→ **Exercise**
Using the entries that follow, collect the lines where the word "PriceBody" appears.

****************************************

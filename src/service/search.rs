use chrono::NaiveDate;
use serde::Deserialize;

use crate::error::{AppError, AppResult};
use crate::models::ProductStatus;
use crate::repository::{Direction, Query, Value};

/// Every product filter, combinable. Used as the query string of
/// `GET /api/products` and built internally by the single-purpose lookups.
#[derive(Debug, Clone, Default, Deserialize)]
pub struct ProductSearch {
    /// Free text matched against name and description.
    pub query: Option<String>,
    pub category: Option<String>,
    pub supplier: Option<String>,
    pub brand: Option<String>,
    pub batch: Option<String>,
    pub condition: Option<String>,
    pub status: Option<String>,
    pub city: Option<String>,
    pub invoice: Option<String>,
    pub min_price_cents: Option<i64>,
    pub max_price_cents: Option<i64>,
    pub purchased_from: Option<NaiveDate>,
    pub purchased_to: Option<NaiveDate>,
    pub min_margin: Option<f64>,
    pub max_margin: Option<f64>,
    pub arrived_since: Option<NaiveDate>,
}

fn present(value: &Option<String>) -> Option<&str> {
    value.as_deref().map(str::trim).filter(|s| !s.is_empty())
}

fn check_range<T: PartialOrd + std::fmt::Display>(
    name: &str,
    min: Option<T>,
    max: Option<T>,
) -> AppResult<()> {
    match (min, max) {
        (Some(lo), Some(hi)) if lo > hi => Err(AppError::validation(format!(
            "{} range is empty: {} > {}",
            name, lo, hi
        ))),
        _ => Ok(()),
    }
}

impl ProductSearch {
    pub fn to_query(&self) -> AppResult<Query> {
        check_range("price", self.min_price_cents, self.max_price_cents)?;
        check_range("purchase date", self.purchased_from, self.purchased_to)?;
        check_range("margin", self.min_margin, self.max_margin)?;

        let mut query = Query::new();

        if let Some(text) = present(&self.query) {
            query = query.contains(&["name", "description"], text);
        }
        for (column, value) in [
            ("category", &self.category),
            ("supplier_name", &self.supplier),
            ("brand", &self.brand),
            ("import_batch", &self.batch),
            ("condition", &self.condition),
            ("supplier_city", &self.city),
            ("invoice_number", &self.invoice),
        ] {
            if let Some(v) = present(value) {
                query = query.eq_ignore_case(column, v);
            }
        }
        if let Some(status) = present(&self.status) {
            let status: ProductStatus = status.parse()?;
            query = query.eq("status", status.as_str());
        }

        if let Some(min) = self.min_price_cents {
            query = query.gte("selling_price_cents", min);
        }
        if let Some(max) = self.max_price_cents {
            query = query.lte("selling_price_cents", max);
        }
        if let Some(from) = self.purchased_from {
            query = query.gte("purchase_date", from);
        }
        if let Some(to) = self.purchased_to {
            query = query.lte("purchase_date", to);
        }
        if let Some(min) = self.min_margin {
            query = query.gte("margin_percentage", min);
        }
        if let Some(max) = self.max_margin {
            query = query.lte("margin_percentage", max);
        }
        if let Some(since) = self.arrived_since {
            query = query.gte("arrival_date", Value::from(since));
        }

        Ok(query)
    }
}

/// Columns a client may sort the product listing by.
pub fn sort_column(name: &str) -> AppResult<&'static str> {
    let column = match name {
        "id" => "id",
        "name" => "name",
        "category" => "category",
        "brand" => "brand",
        "price" | "selling_price_cents" => "selling_price_cents",
        "margin" | "margin_percentage" => "margin_percentage",
        "stock" => "stock",
        "purchase_date" => "purchase_date",
        "arrival_date" => "arrival_date",
        "created_at" => "created_at",
        other => {
            return Err(AppError::validation(format!(
                "cannot sort products by '{}'",
                other
            )))
        }
    };
    Ok(column)
}

/// Listing controls shared by the product list endpoint.
#[derive(Debug, Clone, Default, Deserialize)]
pub struct ListParams {
    pub page: Option<u32>,
    pub page_size: Option<u32>,
    pub sort: Option<String>,
    #[serde(default)]
    pub direction: Direction,
}
use std::time::Instant;

use axum::{extract::State, http::StatusCode};
use chrono::NaiveDate;
use serde::Deserialize;
use serde_json::json;
use tracing::info;

use super::extract::{Json, Path, Query};
use super::{list_body, Actor};
use crate::{
    error::AppResult,
    models::{CreateProduct, Product, ProductStatus, ProductView, UpdateProduct},
    repository::Page,
    service::{products::today, sort_column, ListParams, ProductSearch},
    AppState,
};

type Reply = AppResult<(StatusCode, Json<serde_json::Value>)>;

const DEFAULT_PAGE_SIZE: u32 = 50;

fn views(products: Vec<Product>) -> Vec<ProductView> {
    let today = today();
    products.into_iter().map(|p| p.view(today)).collect()
}

fn found(products: Vec<Product>) -> Reply {
    Ok((StatusCode::OK, Json(list_body(&views(products)))))
}

fn one(status: StatusCode, product: Product) -> Reply {
    Ok((status, Json(json!({ "data": product.view(today()) }))))
}

// ── List ──────────────────────────────────────────────────────────────────────

/// Unpaged unless `page` or `page_size` is given.
pub async fn list_products(
    State(state): State<AppState>,
    Query(search): Query<ProductSearch>,
    Query(params): Query<ListParams>,
) -> Reply {
    let start = Instant::now();
    let order = params
        .sort
        .as_deref()
        .map(sort_column)
        .transpose()?
        .map(|column| (column, params.direction));

    let mut body = if params.page.is_some() || params.page_size.is_some() {
        let page = Page::new(
            params.page.unwrap_or(1),
            params.page_size.unwrap_or(DEFAULT_PAGE_SIZE),
        );
        let today = today();
        let paged = state
            .products
            .list_page(&search, order, page)
            .await?
            .map(|p| p.view(today));
        json!({
            "data": paged.items,
            "count": paged.items.len(),
            "total": paged.total,
            "page": paged.page,
            "page_size": paged.page_size,
        })
    } else {
        list_body(&views(state.products.list(&search, order).await?))
    };
    let elapsed = start.elapsed();

    info!(
        count = %body["count"],
        elapsed_ms = elapsed.as_millis(),
        "Listed products"
    );
    body["query_time_ms"] = json!(elapsed.as_secs_f64() * 1000.0);

    Ok((StatusCode::OK, Json(body)))
}

// ── Create ────────────────────────────────────────────────────────────────────

pub async fn create_product(
    State(state): State<AppState>,
    actor: Actor,
    Json(payload): Json<CreateProduct>,
) -> Reply {
    let product = state.products.create_product(payload, &actor.0).await?;
    one(StatusCode::CREATED, product)
}

// ── Get by ID ─────────────────────────────────────────────────────────────────

pub async fn get_product(State(state): State<AppState>, Path(id): Path<i64>) -> Reply {
    let product = state.products.require(id).await?;
    one(StatusCode::OK, product)
}

// ── Update ────────────────────────────────────────────────────────────────────

pub async fn update_product(
    State(state): State<AppState>,
    Path(id): Path<i64>,
    actor: Actor,
    Json(payload): Json<UpdateProduct>,
) -> Reply {
    let product = state.products.update_product(id, payload, &actor.0).await?;
    one(StatusCode::OK, product)
}

// ── Delete ────────────────────────────────────────────────────────────────────

pub async fn delete_product(
    State(state): State<AppState>,
    Path(id): Path<i64>,
    actor: Actor,
) -> Reply {
    state.products.delete_product(id, &actor.0).await?;
    Ok((
        StatusCode::OK,
        Json(json!({ "message": "Product deleted", "id": id })),
    ))
}

// ── Lookups ───────────────────────────────────────────────────────────────────

#[derive(Debug, Deserialize)]
pub struct TextParams {
    pub query: String,
}

#[derive(Debug, Deserialize)]
pub struct PriceRange {
    pub min: Option<i64>,
    pub max: Option<i64>,
}

#[derive(Debug, Deserialize)]
pub struct DateRange {
    pub from: Option<NaiveDate>,
    pub to: Option<NaiveDate>,
}

#[derive(Debug, Deserialize)]
pub struct MarginRange {
    pub min: Option<f64>,
    pub max: Option<f64>,
}

#[derive(Debug, Deserialize)]
pub struct SinceParams {
    pub date: NaiveDate,
}

#[derive(Debug, Deserialize)]
pub struct LowStockParams {
    pub threshold: Option<i64>,
}

#[derive(Debug, Deserialize)]
pub struct AttentionParams {
    pub days: Option<i64>,
}

pub async fn search(State(state): State<AppState>, Query(params): Query<TextParams>) -> Reply {
    found(state.products.text_search(&params.query).await?)
}

pub async fn by_category(State(state): State<AppState>, Path(category): Path<String>) -> Reply {
    found(state.products.find_by_category(&category).await?)
}

pub async fn by_supplier(State(state): State<AppState>, Path(supplier): Path<String>) -> Reply {
    found(state.products.find_by_supplier(&supplier).await?)
}

pub async fn by_brand(State(state): State<AppState>, Path(brand): Path<String>) -> Reply {
    found(state.products.find_by_brand(&brand).await?)
}

pub async fn by_batch(State(state): State<AppState>, Path(batch): Path<String>) -> Reply {
    found(state.products.find_by_batch(&batch).await?)
}

pub async fn by_condition(State(state): State<AppState>, Path(condition): Path<String>) -> Reply {
    found(state.products.find_by_condition(&condition).await?)
}

pub async fn by_status(State(state): State<AppState>, Path(status): Path<String>) -> Reply {
    found(state.products.find_by_status(&status).await?)
}

pub async fn by_city(State(state): State<AppState>, Path(city): Path<String>) -> Reply {
    found(state.products.find_by_city(&city).await?)
}

pub async fn by_invoice(State(state): State<AppState>, Path(invoice): Path<String>) -> Reply {
    found(state.products.find_by_invoice(&invoice).await?)
}

pub async fn price_range(State(state): State<AppState>, Query(range): Query<PriceRange>) -> Reply {
    found(state.products.find_by_price_range(range.min, range.max).await?)
}

pub async fn date_range(State(state): State<AppState>, Query(range): Query<DateRange>) -> Reply {
    found(state.products.find_by_purchase_dates(range.from, range.to).await?)
}

pub async fn margin_range(State(state): State<AppState>, Query(range): Query<MarginRange>) -> Reply {
    found(state.products.find_by_margin_range(range.min, range.max).await?)
}

pub async fn arrived_since(State(state): State<AppState>, Query(params): Query<SinceParams>) -> Reply {
    found(state.products.arrived_since(params.date).await?)
}

pub async fn low_stock(State(state): State<AppState>, Query(params): Query<LowStockParams>) -> Reply {
    found(state.products.low_stock(params.threshold).await?)
}

pub async fn attention(State(state): State<AppState>, Query(params): Query<AttentionParams>) -> Reply {
    found(state.products.attention_list(params.days).await?)
}

// ── Mutators ──────────────────────────────────────────────────────────────────

#[derive(Debug, Deserialize)]
pub struct StockBody {
    pub stock: i64,
}

#[derive(Debug, Deserialize)]
pub struct AdjustBody {
    pub delta: i64,
}

#[derive(Debug, Deserialize)]
pub struct PriceBody {
    pub selling_price_cents: i64,
}

#[derive(Debug, Deserialize)]
pub struct MarginBody {
    pub margin_percentage: f64,
}

#[derive(Debug, Deserialize)]
pub struct StatusBody {
    pub status: String,
}

pub async fn set_stock(
    State(state): State<AppState>,
    Path(id): Path<i64>,
    actor: Actor,
    Json(body): Json<StockBody>,
) -> Reply {
    let product = state.products.update_stock(id, body.stock, &actor.0).await?;
    one(StatusCode::OK, product)
}

pub async fn adjust_stock(
    State(state): State<AppState>,
    Path(id): Path<i64>,
    actor: Actor,
    Json(body): Json<AdjustBody>,
) -> Reply {
    let product = state.products.adjust_stock(id, body.delta, &actor.0).await?;
    one(StatusCode::OK, product)
}

pub async fn set_price(
    State(state): State<AppState>,
    Path(id): Path<i64>,
    actor: Actor,
    Json(body): Json<PriceBody>,
) -> Reply {
    let product = state
        .products
        .update_selling_price(id, body.selling_price_cents, &actor.0)
        .await?;
    one(StatusCode::OK, product)
}

pub async fn set_margin(
    State(state): State<AppState>,
    Path(id): Path<i64>,
    actor: Actor,
    Json(body): Json<MarginBody>,
) -> Reply {
    let product = state
        .products
        .update_margin_percentage(id, body.margin_percentage, &actor.0)
        .await?;
    one(StatusCode::OK, product)
}

pub async fn set_status(
    State(state): State<AppState>,
    Path(id): Path<i64>,
    actor: Actor,
    Json(body): Json<StatusBody>,
) -> Reply {
    let status: ProductStatus = body.status.parse()?;
    let product = state.products.change_status(id, status, &actor.0).await?;
    one(StatusCode::OK, product)
}

pub async fn mark_sold(State(state): State<AppState>, Path(id): Path<i64>, actor: Actor) -> Reply {
    one(StatusCode::OK, state.products.mark_as_sold(id, &actor.0).await?)
}

pub async fn mark_reserved(
    State(state): State<AppState>,
    Path(id): Path<i64>,
    actor: Actor,
) -> Reply {
    one(StatusCode::OK, state.products.mark_as_reserved(id, &actor.0).await?)
}

pub async fn mark_available(
    State(state): State<AppState>,
    Path(id): Path<i64>,
    actor: Actor,
) -> Reply {
    one(StatusCode::OK, state.products.mark_as_available(id, &actor.0).await?)
}

pub async fn mark_damaged(
    State(state): State<AppState>,
    Path(id): Path<i64>,
    actor: Actor,
) -> Reply {
    one(StatusCode::OK, state.products.mark_as_damaged(id, &actor.0).await?)
}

****************************************

→ **Solved problem**
pub struct PriceBody {
    Json(body): Json<PriceBody>,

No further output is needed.